1. The captain completes a cell phone call prior to takeoff. Judging by the distance from the main terminal to the runway, this cell phone call was most likely made after pushback from the gate at Kuala Lumpur. Yes, this was a violation of the sterile period (during which extraneous activity outside of aircraft operations should not occur) and not quite up to professional standards but not a big deal. Most likely, the captain made the call while the airplane had been safely stopped on a taxiway. It does not imply malicious intent. As of this writing, information has not been released regarding the details of the phone call.

2. At 12:36 a.m., Malaysia 370 contacts the Kuala Lumpur tower and receives a clearance to hold short of Runway 32R at the departure end, my translation from a non-verified transcript.

3. At 12:40 a.m., Malaysia 370 receives clearance to take off.

4. At 12:42 a.m., Malaysia 370 receives a clearance to climb to 18,000 feet and is directed to the IGARI waypoint, approximately 300 miles away, the entry point into Vietnam's airspace.
 Brother: We need conclusive evidence How did satellite 'find' missing plane?
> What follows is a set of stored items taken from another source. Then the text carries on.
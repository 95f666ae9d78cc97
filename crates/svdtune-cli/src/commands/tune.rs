//! Tune command implementation.
//!
//! Reads one command per line from stdin and feeds it to the page as user
//! input, while printing every update the page loop produces.

use std::path::PathBuf;
use std::sync::Arc;

use anyhow::{Context, Result};
use tokio::io::{AsyncBufReadExt, BufReader};

use svdtune_core::backend::HttpBackend;
use svdtune_core::control::Preset;
use svdtune_core::page::{Page, PageUpdate, UserInput};
use svdtune_core::upload::{FileSource, PreviewState};
use svdtune_core::{Error, Result as CoreResult};

use super::TuneArgs;
use crate::ui;

/// A line typed at the tune prompt.
#[derive(Debug, Clone, PartialEq, Eq)]
pub enum TuneCommand {
    /// Move the slider
    Rate(u8),
    /// Select a preset
    Preset(Preset),
    /// Drop a file onto the upload region
    Drop(PathBuf),
    /// Print the whole page
    Show,
    /// Leave
    Quit,
    /// Blank line
    Empty,
}

/// Parse one input line.
pub fn parse_command(line: &str) -> CoreResult<TuneCommand> {
    let line = line.trim();
    let (word, rest) = line
        .split_once(char::is_whitespace)
        .map_or((line, ""), |(w, r)| (w, r.trim()));

    match word.to_ascii_lowercase().as_str() {
        "" => Ok(TuneCommand::Empty),
        "rate" | "r" => {
            let rate: u8 = rest
                .trim_end_matches('%')
                .parse()
                .ok()
                .filter(|r| *r <= 100)
                .ok_or_else(|| {
                    Error::InvalidControl(format!("rate must be 0-100, got '{rest}'"))
                })?;
            Ok(TuneCommand::Rate(rate))
        }
        "preset" | "p" => rest.parse().map(TuneCommand::Preset),
        "drop" | "d" if !rest.is_empty() => Ok(TuneCommand::Drop(PathBuf::from(rest))),
        "drop" | "d" => Err(Error::InvalidControl("drop needs a file path".to_string())),
        "show" | "s" => Ok(TuneCommand::Show),
        "quit" | "exit" | "q" => Ok(TuneCommand::Quit),
        other => Err(Error::InvalidControl(format!(
            "unknown command '{other}' (try: rate N, preset low|medium|high, drop PATH, show, quit)"
        ))),
    }
}

/// Run the tune command.
pub async fn run(args: TuneArgs) -> Result<()> {
    let config = super::load_config_with_server(args.server.as_deref());
    let backend =
        Arc::new(HttpBackend::new(&config.session).context("Failed to create HTTP client")?);
    let mut page = Page::new(&config, Arc::clone(&backend));

    let fname = match (args.fname, args.upload) {
        (Some(fname), _) => fname,
        (None, Some(path)) => upload(&backend, &page, &path)
            .await
            .with_context(|| format!("Failed to upload {}", path.display()))?,
        (None, None) => anyhow::bail!("either --fname or --upload is required"),
    };
    let mut uploaded: Option<PathBuf> = None;

    page.attach_original(fname.as_str());
    page.request_current();

    println!();
    println!("  Tuning '{}' on {}", fname, config.session.base_url);
    println!("  Commands: rate N, preset low|medium|high, drop PATH, show, quit");
    ui::print_controls(page.view());

    let mut lines = BufReader::new(tokio::io::stdin()).lines();
    let mut stdin_open = true;

    loop {
        tokio::select! {
            line = lines.next_line(), if stdin_open => {
                let Some(line) = line.context("Failed to read stdin")? else {
                    // finish whatever piped input already started
                    stdin_open = false;
                    if page.is_idle() {
                        break;
                    }
                    continue;
                };
                match parse_command(&line) {
                    Ok(TuneCommand::Quit) => break,
                    Ok(TuneCommand::Empty) => {}
                    Ok(TuneCommand::Show) => ui::print_view(page.view()),
                    Ok(TuneCommand::Rate(rate)) => {
                        page.handle_input(UserInput::Slider(rate));
                        ui::print_controls(page.view());
                    }
                    Ok(TuneCommand::Preset(preset)) => {
                        page.handle_input(UserInput::Preset(preset));
                        ui::print_controls(page.view());
                    }
                    Ok(TuneCommand::Drop(path)) => {
                        page.handle_input(UserInput::DragOver);
                        page.handle_input(UserInput::FileDropped(vec![FileSource::new(path)]));
                        ui::print_preview(page.view());
                    }
                    Err(e) => ui::print_error(&e),
                }
            }
            event = page.next_event() => {
                let Some(event) = event else {
                    break;
                };
                let update = page.dispatch(event);
                ui::print_update(update, page.view());

                let dropped = page
                    .view()
                    .selected_file
                    .clone()
                    .filter(|path| uploaded.as_ref() != Some(path));
                if let (PageUpdate::Preview(PreviewState::Previewing), Some(path)) = (update, dropped) {
                    match upload(&backend, &page, &path).await {
                        Ok(fname) => {
                            println!("  Now tuning '{}'", fname);
                            page.attach_original(fname);
                            page.request_current();
                            uploaded = Some(path);
                        }
                        Err(e) => ui::print_error(&e),
                    }
                }

                if !stdin_open && page.is_idle() {
                    break;
                }
            }
        }
    }

    Ok(())
}

async fn upload(
    backend: &HttpBackend,
    page: &Page<HttpBackend>,
    path: &std::path::Path,
) -> CoreResult<String> {
    let preset = page.view().selected_preset;
    backend.upload(path, page.k(), preset).await
}

#[cfg(test)]
mod tests {
    use super::*;

    #[test]
    fn test_parse_rate() {
        assert_eq!(parse_command("rate 90").unwrap(), TuneCommand::Rate(90));
        assert_eq!(parse_command("  r 15% ").unwrap(), TuneCommand::Rate(15));
        assert!(matches!(
            parse_command("rate 150"),
            Err(Error::InvalidControl(_))
        ));
        assert!(parse_command("rate").is_err());
    }

    #[test]
    fn test_parse_preset() {
        assert_eq!(
            parse_command("preset Medium").unwrap(),
            TuneCommand::Preset(Preset::Medium)
        );
        assert!(parse_command("preset extreme").is_err());
    }

    #[test]
    fn test_parse_drop_keeps_spaces_in_path() {
        assert_eq!(
            parse_command("drop ./My Photos/cat.png").unwrap(),
            TuneCommand::Drop(PathBuf::from("./My Photos/cat.png"))
        );
        assert!(parse_command("drop").is_err());
    }

    #[test]
    fn test_parse_misc() {
        assert_eq!(parse_command("").unwrap(), TuneCommand::Empty);
        assert_eq!(parse_command("show").unwrap(), TuneCommand::Show);
        assert_eq!(parse_command("QUIT").unwrap(), TuneCommand::Quit);
        assert!(matches!(
            parse_command("jump"),
            Err(Error::InvalidControl(_))
        ));
    }
}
5. Although the transcript timeline seems abridged, having eliminated communication with other aircraft that had to be on the frequency, it appears that the co-pilot reported the altitude level at 35,000 feet on three occasions. Apparently, this repeated report has caused concern. My colleagues will agree that the most diplomatic method to remind an air-traffic controller that you had requested a higher altitude would be to state your current altitude. It's a subtle hint in air-traffic control parlance. Maybe the original clearance was filed for a higher flight level than 35,000 feet.

6. At 1:07, ACARS (the Automatic Communication and Reporting System) gives what turns out to be its final report. Also at this time, it was alleged that an additional waypoint not on the original flight plan had been entered into the flight management computer. The implication is that someone in the cockpit had intent to veer off-course for nefarious purposes. I believe that if indeed a waypoint was entered -- and it seems difficult to verify with the ACARS no longer reporting -- it was entered as a means to identify an equal-time point. Such a point is a position on the route that indicates the flight is equal in time to two or more diversionary airports. It is a required dispatch calculation prior to departure but an optional entry on the flight management computer.

7. At 1:19, a Kuala Lumpur Center air-traffic controller instructs Malaysia 370 to contact Ho Chi Minh Center (Vietnam radar) on frequency 120.9. The co-pilot responds with the now-famous "All right, good night." Although the correct response would have been to repeat the frequency, the co-pilot was informal. Not a big deal. Crews that have flown that route know that the frequency doesn't change. It is printed on the en route chart.

8. At 1:21, the transponder ceases to send out its coded discrete signal that identifies the flight. Perhaps the beginning of a malfunction in the electronics and engineering compartment?

9. At 1:37, the automatic ACARS transmission does not give its 30-minute report. Had the problem become a full-blown emergency?

10. An undocumented report that a Narita, Japan-bound flight is asked by Ho Chi Minh Center to attempt contact with Malaysia 370. The Narita flight is approximately 30 minutes ahead but is unable to establish contact with Malaysia 370. This attempted "relay" would have been a typical procedure used by air-traffic control. Ho Chi Minh Center would have first attempted contact on the assigned frequency and then used the emergency frequency that all controllers and airlines monitor. There is cause for concern but no reason just yet to sound the alarm.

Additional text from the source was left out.